■ Exercise details: Search the data for "impl". Return each matching line.

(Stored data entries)
Content starts
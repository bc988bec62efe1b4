use std::fmt;

use serde::{Deserialize, Serialize};
use serde_json::Value;

use super::document::{json_type_name, Document};

/// Declared JSON type of a column. Informational only.
#[derive(Debug, Clone, Copy, PartialEq, Eq, Serialize, Deserialize)]
#[serde(rename_all = "lowercase")]
pub enum ColumnType {
    String,
    Number,
    Boolean,
    Object,
    Array,
    Any,
}

impl ColumnType {
    /// Type observed for a value; `null` carries no type information
    #[must_use]
    pub const fn of(value: &Value) -> Self {
        match value {
            Value::String(_) => Self::String,
            Value::Number(_) => Self::Number,
            Value::Bool(_) => Self::Boolean,
            Value::Object(_) => Self::Object,
            Value::Array(_) => Self::Array,
            Value::Null => Self::Any,
        }
    }

    #[must_use]
    pub const fn accepts(self, value: &Value) -> bool {
        matches!(
            (self, value),
            (Self::Any, _)
                | (_, Value::Null)
                | (Self::String, Value::String(_))
                | (Self::Number, Value::Number(_))
                | (Self::Boolean, Value::Bool(_))
                | (Self::Object, Value::Object(_))
                | (Self::Array, Value::Array(_))
        )
    }
}

impl fmt::Display for ColumnType {
    fn fmt(&self, f: &mut fmt::Formatter<'_>) -> fmt::Result {
        let name = match self {
            Self::String => "string",
            Self::Number => "number",
            Self::Boolean => "boolean",
            Self::Object => "object",
            Self::Array => "array",
            Self::Any => "any",
        };
        write!(f, "{name}")
    }
}

#[derive(Debug, Clone, PartialEq, Eq, Serialize, Deserialize)]
pub struct Column {
    pub name: String,
    #[serde(rename = "type")]
    pub column_type: ColumnType,
    #[serde(default)]
    pub required: bool,
}

impl Column {
    #[must_use]
    pub fn optional(name: impl Into<String>, column_type: ColumnType) -> Self {
        Self {
            name: name.into(),
            column_type,
            required: false,
        }
    }

    #[must_use]
    pub fn required(name: impl Into<String>, column_type: ColumnType) -> Self {
        Self {
            name: name.into(),
            column_type,
            required: true,
        }
    }
}

#[derive(Debug, Clone, PartialEq, Eq, Serialize, Deserialize)]
#[serde(tag = "kind", rename_all = "camelCase")]
pub enum ViolationKind {
    MissingRequired,
    TypeMismatch { expected: ColumnType, found: String },
    ColumnRemoved,
    TypeChanged { from: ColumnType, to: ColumnType },
}

#[derive(Debug, Clone, PartialEq, Eq, Serialize, Deserialize)]
pub struct SchemaViolation {
    pub column: String,
    #[serde(flatten)]
    pub kind: ViolationKind,
}

impl fmt::Display for SchemaViolation {
    fn fmt(&self, f: &mut fmt::Formatter<'_>) -> fmt::Result {
        match &self.kind {
            ViolationKind::MissingRequired => {
                write!(f, "required column '{}' is missing", self.column)
            }
            ViolationKind::TypeMismatch { expected, found } => write!(
                f,
                "column '{}' expects {expected}, found {found}",
                self.column
            ),
            ViolationKind::ColumnRemoved => {
                write!(f, "column '{}' was removed from the schema", self.column)
            }
            ViolationKind::TypeChanged { from, to } => write!(
                f,
                "column '{}' changed type from {from} to {to}",
                self.column
            ),
        }
    }
}

/// Outcome of validating a row: callers pick how strict to be
#[derive(Debug, Clone, PartialEq, Eq)]
pub enum Validation {
    Ok,
    Warnings(Vec<SchemaViolation>),
}

impl Validation {
    fn from_violations(violations: Vec<SchemaViolation>) -> Self {
        if violations.is_empty() {
            Self::Ok
        } else {
            Self::Warnings(violations)
        }
    }

    #[must_use]
    pub const fn is_ok(&self) -> bool {
        matches!(self, Self::Ok)
    }

    #[must_use]
    pub fn warnings(&self) -> &[SchemaViolation] {
        match self {
            Self::Ok => &[],
            Self::Warnings(w) => w,
        }
    }

    #[must_use]
    pub fn into_warnings(self) -> Vec<SchemaViolation> {
        match self {
            Self::Ok => Vec::new(),
            Self::Warnings(w) => w,
        }
    }
}

/// Ordered column list for one logical table
#[derive(Debug, Clone, Default, PartialEq, Eq, Serialize, Deserialize)]
pub struct Schema {
    pub columns: Vec<Column>,
}

impl Schema {
    #[must_use]
    pub const fn new(columns: Vec<Column>) -> Self {
        Self { columns }
    }

    /// Permissive inference: every observed key becomes an optional column
    #[must_use]
    pub fn infer(doc: &Document) -> Self {
        let columns = doc
            .user_fields()
            .map(|(name, value)| Column::optional(name.clone(), ColumnType::of(value)))
            .collect();
        Self { columns }
    }

    #[must_use]
    pub fn column(&self, name: &str) -> Option<&Column> {
        self.columns.iter().find(|c| c.name == name)
    }

    #[must_use]
    pub fn column_names(&self) -> Vec<String> {
        self.columns.iter().map(|c| c.name.clone()).collect()
    }

    /// Append unseen keys of `doc` as optional columns. Returns the added names.
    pub fn widen(&mut self, doc: &Document) -> Vec<String> {
        let mut added = Vec::new();
        for (name, value) in doc.user_fields() {
            if self.column(name).is_none() {
                self.columns
                    .push(Column::optional(name.clone(), ColumnType::of(value)));
                added.push(name.clone());
            }
        }
        added
    }

    #[must_use]
    pub fn validate(&self, doc: &Document) -> Validation {
        let mut violations = Vec::new();
        for column in &self.columns {
            match doc.get(&column.name) {
                None | Some(Value::Null) if column.required => violations.push(SchemaViolation {
                    column: column.name.clone(),
                    kind: ViolationKind::MissingRequired,
                }),
                Some(value) if !column.column_type.accepts(value) => {
                    violations.push(SchemaViolation {
                        column: column.name.clone(),
                        kind: ViolationKind::TypeMismatch {
                            expected: column.column_type,
                            found: json_type_name(value).to_string(),
                        },
                    });
                }
                _ => {}
            }
        }
        Validation::from_violations(violations)
    }

    /// Narrowing and type changes going from `self` to `next`
    #[must_use]
    pub fn diff(&self, next: &Self) -> Vec<SchemaViolation> {
        let mut violations = Vec::new();
        for old in &self.columns {
            match next.column(&old.name) {
                None => violations.push(SchemaViolation {
                    column: old.name.clone(),
                    kind: ViolationKind::ColumnRemoved,
                }),
                Some(new)
                    if old.column_type != new.column_type
                        && old.column_type != ColumnType::Any =>
                {
                    violations.push(SchemaViolation {
                        column: old.name.clone(),
                        kind: ViolationKind::TypeChanged {
                            from: old.column_type,
                            to: new.column_type,
                        },
                    });
                }
                _ => {}
            }
        }
        violations
    }
}

#[cfg(test)]
mod tests {
    use super::*;
    use serde_json::json;

    fn doc(value: Value) -> Document {
        Document::from_value(value).unwrap()
    }

    #[test]
    fn test_infer_makes_optional_columns() {
        let schema = Schema::infer(&doc(json!({"name": "Ann", "age": 3, "tags": [], "x": null})));
        assert_eq!(
            schema.columns,
            vec![
                Column::optional("name", ColumnType::String),
                Column::optional("age", ColumnType::Number),
                Column::optional("tags", ColumnType::Array),
                Column::optional("x", ColumnType::Any),
            ]
        );
    }

    #[test]
    fn test_infer_skips_bookkeeping_fields() {
        let mut d = doc(json!({"a": 1}));
        d.assign_identity();
        assert_eq!(Schema::infer(&d).column_names(), vec!["a"]);
    }

    #[test]
    fn test_validate_reports_without_failing() {
        let schema = Schema::new(vec![
            Column::required("name", ColumnType::String),
            Column::optional("age", ColumnType::Number),
        ]);
        let result = schema.validate(&doc(json!({"age": "old"})));
        let warnings = result.warnings();
        assert_eq!(warnings.len(), 2);
        assert_eq!(warnings[0].kind, ViolationKind::MissingRequired);
        assert!(matches!(warnings[1].kind, ViolationKind::TypeMismatch { .. }));

        assert!(schema.validate(&doc(json!({"name": "Bo", "age": null}))).is_ok());
    }

    #[test]
    fn test_widen_appends_new_columns_only() {
        let mut schema = Schema::infer(&doc(json!({"a": 1})));
        let added = schema.widen(&doc(json!({"a": "changed", "b": true})));
        assert_eq!(added, vec!["b"]);
        assert_eq!(schema.column("a").unwrap().column_type, ColumnType::Number);
        assert_eq!(schema.column("b").unwrap().column_type, ColumnType::Boolean);
    }

    #[test]
    fn test_diff_reports_narrowing_and_type_changes() {
        let old = Schema::new(vec![
            Column::optional("a", ColumnType::Number),
            Column::optional("b", ColumnType::String),
            Column::optional("c", ColumnType::Any),
        ]);
        let new = Schema::new(vec![
            Column::optional("a", ColumnType::String),
            Column::optional("c", ColumnType::Number),
            Column::optional("d", ColumnType::Number),
        ]);
        let violations = old.diff(&new);
        assert_eq!(violations.len(), 2);
        assert_eq!(violations[0].column, "a");
        assert_eq!(violations[1].kind, ViolationKind::ColumnRemoved);
    }

    #[test]
    fn test_violation_serializes_with_kind_tag() {
        let v = SchemaViolation {
            column: "a".to_string(),
            kind: ViolationKind::MissingRequired,
        };
        assert_eq!(
            serde_json::to_value(&v).unwrap(),
            json!({"column": "a", "kind": "missingRequired"})
        );
    }
}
Content ends
■ Exercise result:
impl ColumnType {
impl fmt::Display for ColumnType {
impl Column {
    pub fn optional(name: impl Into<String>, column_type: ColumnType) -> Self {
    pub fn required(name: impl Into<String>, column_type: ColumnType) -> Self {
impl fmt::Display for SchemaViolation {
impl Validation {
impl Schema {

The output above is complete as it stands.